TASK REQUIREMENTS:
From the entries below, output the line with "f.write_str(self.label())" and each following line up to and including the line with "pub struct ForecastSnapshot", exactly as written.

Saved entries:

>>>

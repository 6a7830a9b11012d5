use std::fmt;

use chrono::{DateTime, Days, NaiveDate, Utc};
use serde::{Deserialize, Serialize};

use crate::geo::Coordinate;
use crate::severity::Severity;

/// Highest forecast day offset kept in the store (today is day 0).
pub const MAX_FORECAST_DAY: u8 = 9;

#[derive(Debug, Clone, Copy, PartialEq, Eq, Hash, PartialOrd, Ord, Serialize, Deserialize)]
pub struct VesselId(pub u64);

impl fmt::Display for VesselId {
    fn fmt(&self, f: &mut fmt::Formatter<'_>) -> fmt::Result {
        write!(f, "#{}", self.0)
    }
}

#[derive(Debug, Clone, PartialEq, Eq, Hash, Serialize, Deserialize)]
pub struct UserId(pub String);

impl From<&str> for UserId {
    fn from(value: &str) -> Self {
        Self(value.to_string())
    }
}

/// Registration data for a vessel, before the store assigns an id.
#[derive(Debug, Clone, Serialize, Deserialize)]
pub struct NewVessel {
    pub owner: UserId,
    pub name: String,
    /// International Maritime Organization number.
    pub imo: Option<String>,
    /// Maritime Mobile Service Identity.
    pub mmsi: Option<String>,
    pub vessel_type: Option<String>,
    pub heading_deg: Option<f64>,
    pub position: Option<Coordinate>,
}

impl NewVessel {
    pub fn named(owner: UserId, name: impl Into<String>) -> Self {
        Self {
            owner,
            name: name.into(),
            imo: None,
            mmsi: None,
            vessel_type: None,
            heading_deg: None,
            position: None,
        }
    }
}

#[derive(Debug, Clone, Serialize, Deserialize)]
pub struct Vessel {
    pub id: VesselId,
    pub owner: UserId,
    pub name: String,
    pub imo: Option<String>,
    pub mmsi: Option<String>,
    pub vessel_type: Option<String>,
    /// Not used by the speed calculation, which assumes a 0 deg heading.
    pub heading_deg: Option<f64>,
    pub position: Option<Coordinate>,
}

impl Vessel {
    pub fn from_new(id: VesselId, new: NewVessel) -> Self {
        Self {
            id,
            owner: new.owner,
            name: new.name,
            imo: new.imo,
            mmsi: new.mmsi,
            vessel_type: new.vessel_type,
            heading_deg: new.heading_deg,
            position: new.position,
        }
    }
}

/// Categorical weather, mapped from WMO weather interpretation codes.
#[derive(Debug, Clone, Copy, PartialEq, Eq, Hash, Serialize, Deserialize)]
pub enum WeatherCondition {
    Clear,
    #[serde(rename = "Partly Cloudy")]
    PartlyCloudy,
    Cloudy,
    Fog,
    Drizzle,
    #[serde(rename = "Light Rain")]
    LightRain,
    Rain,
    Snow,
    Thunderstorm,
    Unknown,
}

impl WeatherCondition {
    pub fn from_wmo_code(code: u16) -> Self {
        match code {
            0 => Self::Clear,
            1 | 2 => Self::PartlyCloudy,
            3 => Self::Cloudy,
            45 | 48 => Self::Fog,
            51..=57 => Self::Drizzle,
            61 | 80 => Self::LightRain,
            63..=67 | 81 | 82 => Self::Rain,
            71..=77 | 85 | 86 => Self::Snow,
            95..=99 => Self::Thunderstorm,
            _ => Self::Unknown,
        }
    }

    pub fn label(&self) -> &'static str {
        match self {
            Self::Clear => "Clear",
            Self::PartlyCloudy => "Partly Cloudy",
            Self::Cloudy => "Cloudy",
            Self::Fog => "Fog",
            Self::Drizzle => "Drizzle",
            Self::LightRain => "Light Rain",
            Self::Rain => "Rain",
            Self::Snow => "Snow",
            Self::Thunderstorm => "Thunderstorm",
            Self::Unknown => "Unknown",
        }
    }
}

impl fmt::Display for WeatherCondition {
    fn fmt(&self, f: &mut fmt::Formatter<'_>) -> fmt::Result {
        f.write_str(self.label())
    }
}

/// One day of forecast values as delivered by a provider.
#[derive(Debug, Clone, PartialEq, Serialize, Deserialize)]
pub struct DailyForecast {
    pub temperature_c: f64,
    pub wind_speed_mps: f64,
    pub wind_direction_deg: f64,
    pub wave_height_m: f64,
    pub wave_period_s: f64,
    pub wave_direction_deg: f64,
    pub current_speed_mps: f64,
    pub current_direction_deg: f64,
    pub visibility_km: f64,
    pub pressure_hpa: f64,
    pub humidity_pct: f64,
    pub precipitation_mm: f64,
    pub condition: WeatherCondition,
}

/// Canonical forecast lookup key: rounded position plus day offset.
#[derive(Debug, Clone, Copy, PartialEq, Eq, Hash, PartialOrd, Ord, Serialize, Deserialize)]
pub struct ForecastKey {
    pub lat_e2: i32,
    pub lon_e2: i32,
    pub day: u8,
}

impl ForecastKey {
    pub fn new(at: Coordinate, day: u8) -> Self {
        let (lat_e2, lon_e2) = at.hundredths();
        Self { lat_e2, lon_e2, day }
    }

    pub fn coordinate(&self) -> Coordinate {
        Coordinate::from_hundredths(self.lat_e2, self.lon_e2)
    }
}

#[derive(Debug, Clone, PartialEq, Serialize, Deserialize)]
pub struct ForecastSnapshot {
    pub key: ForecastKey,
    pub ingested_at: DateTime<Utc>,
    pub weather: DailyForecast,
}

impl ForecastSnapshot {
    pub fn new(at: Coordinate, day: u8, weather: DailyForecast, ingested_at: DateTime<Utc>) -> Self {
        Self {
            key: ForecastKey::new(at, day),
            ingested_at,
            weather,
        }
    }

    /// Calendar date (UTC) the forecast day refers to.
    pub fn source_date(&self) -> NaiveDate {
        let ingested = self.ingested_at.date_naive();
        ingested
            .checked_add_days(Days::new(u64::from(self.key.day)))
            .unwrap_or(ingested)
    }

    pub fn conditions(&self) -> WeatherConditions {
        WeatherConditions {
            wind_speed_mps: self.weather.wind_speed_mps,
            wave_height_m: self.weather.wave_height_m,
            current_speed_mps: self.weather.current_speed_mps,
            current_direction_deg: self.weather.current_direction_deg,
        }
    }
}

#[derive(Debug, Clone, Copy, PartialEq, Eq, Hash, Serialize, Deserialize)]
#[serde(rename_all = "lowercase")]
pub enum AlertKind {
    Storm,
    Swell,
    Fog,
    Cyclone,
    Current,
}

impl AlertKind {
    pub fn as_str(&self) -> &'static str {
        match self {
            AlertKind::Storm => "storm",
            AlertKind::Swell => "swell",
            AlertKind::Fog => "fog",
            AlertKind::Cyclone => "cyclone",
            AlertKind::Current => "current",
        }
    }

    pub fn label(&self) -> &'static str {
        match self {
            AlertKind::Storm => "Storm",
            AlertKind::Swell => "Swell",
            AlertKind::Fog => "Fog",
            AlertKind::Cyclone => "Cyclone",
            AlertKind::Current => "Current",
        }
    }
}

impl fmt::Display for AlertKind {
    fn fmt(&self, f: &mut fmt::Formatter<'_>) -> fmt::Result {
        f.write_str(self.as_str())
    }
}

/// Deterministic alert identity: `{kind}_{date}_{lat_e2}_{lon_e2}`.
#[derive(Debug, Clone, PartialEq, Eq, Hash, PartialOrd, Ord, Serialize, Deserialize)]
pub struct AlertId(pub String);

impl AlertId {
    pub fn new(kind: AlertKind, source_date: NaiveDate, key: &ForecastKey) -> Self {
        Self(format!(
            "{}_{}_{}_{}",
            kind.as_str(),
            source_date.format("%Y-%m-%d"),
            key.lat_e2,
            key.lon_e2
        ))
    }
}

impl fmt::Display for AlertId {
    fn fmt(&self, f: &mut fmt::Formatter<'_>) -> fmt::Result {
        f.write_str(&self.0)
    }
}

#[derive(Debug, Clone, PartialEq, Serialize, Deserialize)]
pub struct HazardAlert {
    pub id: AlertId,
    pub kind: AlertKind,
    pub severity: Severity,
    pub title: String,
    pub description: String,
    pub center: Coordinate,
    pub radius_km: f64,
    pub starts_at: DateTime<Utc>,
    pub ends_at: DateTime<Utc>,
    pub wind_speed_mps: Option<f64>,
    pub wave_height_m: Option<f64>,
    pub visibility_km: Option<f64>,
    /// `ends_at > now` as of the last insert or read.
    pub is_active: bool,
}

impl HazardAlert {
    pub fn is_active_at(&self, now: DateTime<Utc>) -> bool {
        self.ends_at > now
    }

    pub fn refresh_activity(&mut self, now: DateTime<Utc>) {
        self.is_active = self.is_active_at(now);
    }
}

/// The subset of forecast values the speed calculation depends on.
#[derive(Debug, Clone, Copy, PartialEq, Serialize, Deserialize)]
pub struct WeatherConditions {
    pub wind_speed_mps: f64,
    pub wave_height_m: f64,
    pub current_speed_mps: f64,
    pub current_direction_deg: f64,
}

#[derive(Debug, Clone, PartialEq, Serialize, Deserialize)]
pub struct SpeedRecommendation {
    pub baseline_knots: f64,
    pub recommended_knots: f64,
    /// Negative means a fuel cost increase.
    pub fuel_savings_pct: i32,
    /// Negative means time saved.
    pub time_impact_hours: f64,
    pub reasoning: String,
    pub conditions: WeatherConditions,
}

#[derive(Debug, Clone, Copy, PartialEq, Eq, Hash, PartialOrd, Ord, Serialize, Deserialize)]
pub struct AdvisoryId(pub u64);

/// An advisory not yet persisted.
#[derive(Debug, Clone, PartialEq, Serialize, Deserialize)]
pub struct AdvisoryDraft {
    pub vessel_id: VesselId,
    /// Rounded to 2 decimals.
    pub position: Coordinate,
    pub timestamp: DateTime<Utc>,
    pub recommendation: SpeedRecommendation,
}

#[derive(Debug, Clone, PartialEq, Serialize, Deserialize)]
pub struct SpeedAdvisory {
    pub id: AdvisoryId,
    pub vessel_id: VesselId,
    /// Rounded to 2 decimals.
    pub position: Coordinate,
    pub timestamp: DateTime<Utc>,
    pub recommendation: SpeedRecommendation,
}

impl SpeedAdvisory {
    pub fn from_draft(id: AdvisoryId, draft: AdvisoryDraft) -> Self {
        Self {
            id,
            vessel_id: draft.vessel_id,
            position: draft.position,
            timestamp: draft.timestamp,
            recommendation: draft.recommendation,
        }
    }
}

<<<

RESPONSE BELOW:
        f.write_str(self.label())
    }
}

/// One day of forecast values as delivered by a provider.
#[derive(Debug, Clone, PartialEq, Serialize, Deserialize)]
pub struct DailyForecast {
    pub temperature_c: f64,
    pub wind_speed_mps: f64,
    pub wind_direction_deg: f64,
    pub wave_height_m: f64,
    pub wave_period_s: f64,
    pub wave_direction_deg: f64,
    pub current_speed_mps: f64,
    pub current_direction_deg: f64,
    pub visibility_km: f64,
    pub pressure_hpa: f64,
    pub humidity_pct: f64,
    pub precipitation_mm: f64,
    pub condition: WeatherCondition,
}

/// Canonical forecast lookup key: rounded position plus day offset.
#[derive(Debug, Clone, Copy, PartialEq, Eq, Hash, PartialOrd, Ord, Serialize, Deserialize)]
pub struct ForecastKey {
    pub lat_e2: i32,
    pub lon_e2: i32,
    pub day: u8,
}

impl ForecastKey {
    pub fn new(at: Coordinate, day: u8) -> Self {
        let (lat_e2, lon_e2) = at.hundredths();
        Self { lat_e2, lon_e2, day }
    }

    pub fn coordinate(&self) -> Coordinate {
        Coordinate::from_hundredths(self.lat_e2, self.lon_e2)
    }
}

#[derive(Debug, Clone, PartialEq, Serialize, Deserialize)]
pub struct ForecastSnapshot {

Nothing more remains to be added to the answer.